(Stored items)
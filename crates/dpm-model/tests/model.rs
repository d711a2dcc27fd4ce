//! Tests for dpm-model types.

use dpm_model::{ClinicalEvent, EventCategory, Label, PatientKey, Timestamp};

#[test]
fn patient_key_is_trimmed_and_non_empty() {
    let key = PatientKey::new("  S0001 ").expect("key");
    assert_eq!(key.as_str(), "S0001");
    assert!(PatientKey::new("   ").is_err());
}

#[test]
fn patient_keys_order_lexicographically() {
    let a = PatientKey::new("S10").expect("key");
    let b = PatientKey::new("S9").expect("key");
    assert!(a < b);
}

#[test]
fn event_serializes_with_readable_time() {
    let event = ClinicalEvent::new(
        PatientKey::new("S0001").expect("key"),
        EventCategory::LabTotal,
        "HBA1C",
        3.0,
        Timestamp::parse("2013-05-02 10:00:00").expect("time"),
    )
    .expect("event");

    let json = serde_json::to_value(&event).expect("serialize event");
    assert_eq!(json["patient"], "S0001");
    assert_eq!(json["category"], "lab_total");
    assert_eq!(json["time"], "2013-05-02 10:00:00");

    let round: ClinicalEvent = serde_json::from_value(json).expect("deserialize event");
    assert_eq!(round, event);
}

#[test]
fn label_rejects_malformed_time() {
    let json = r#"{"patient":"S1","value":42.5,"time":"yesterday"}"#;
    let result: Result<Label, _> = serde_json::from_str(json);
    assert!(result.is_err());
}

### TASK GOAL
Would you write out the full set of records above without alteration?

### WRITTEN ANSWER
filename crates/dpm-model/tests/model.rs
repository d711a2dcc27fd4ce
//! Tests for dpm-model types.

use dpm_model::{ClinicalEvent, EventCategory, Label, PatientKey, Timestamp};

#[test]
fn patient_key_is_trimmed_and_non_empty() {
    let key = PatientKey::new("  S0001 ").expect("key");
    assert_eq!(key.as_str(), "S0001");
    assert!(PatientKey::new("   ").is_err());
}

#[test]
fn patient_keys_order_lexicographically() {
    let a = PatientKey::new("S10").expect("key");
    let b = PatientKey::new("S9").expect("key");
    assert!(a < b);
}

#[test]
fn event_serializes_with_readable_time() {
    let event = ClinicalEvent::new(
        PatientKey::new("S0001").expect("key"),
        EventCategory::LabTotal,
        "HBA1C",
        3.0,
        Timestamp::parse("2013-05-02 10:00:00").expect("time"),
    )
    .expect("event");

    let json = serde_json::to_value(&event).expect("serialize event");
    assert_eq!(json["patient"], "S0001");
    assert_eq!(json["category"], "lab_total");
    assert_eq!(json["time"], "2013-05-02 10:00:00");

    let round: ClinicalEvent = serde_json::from_value(json).expect("deserialize event");
    assert_eq!(round, event);
}

#[test]
fn label_rejects_malformed_time() {
    let json = r#"{"patient":"S1","value":42.5,"time":"yesterday"}"#;
    let result: Result<Label, _> = serde_json::from_str(json);
    assert!(result.is_err());
}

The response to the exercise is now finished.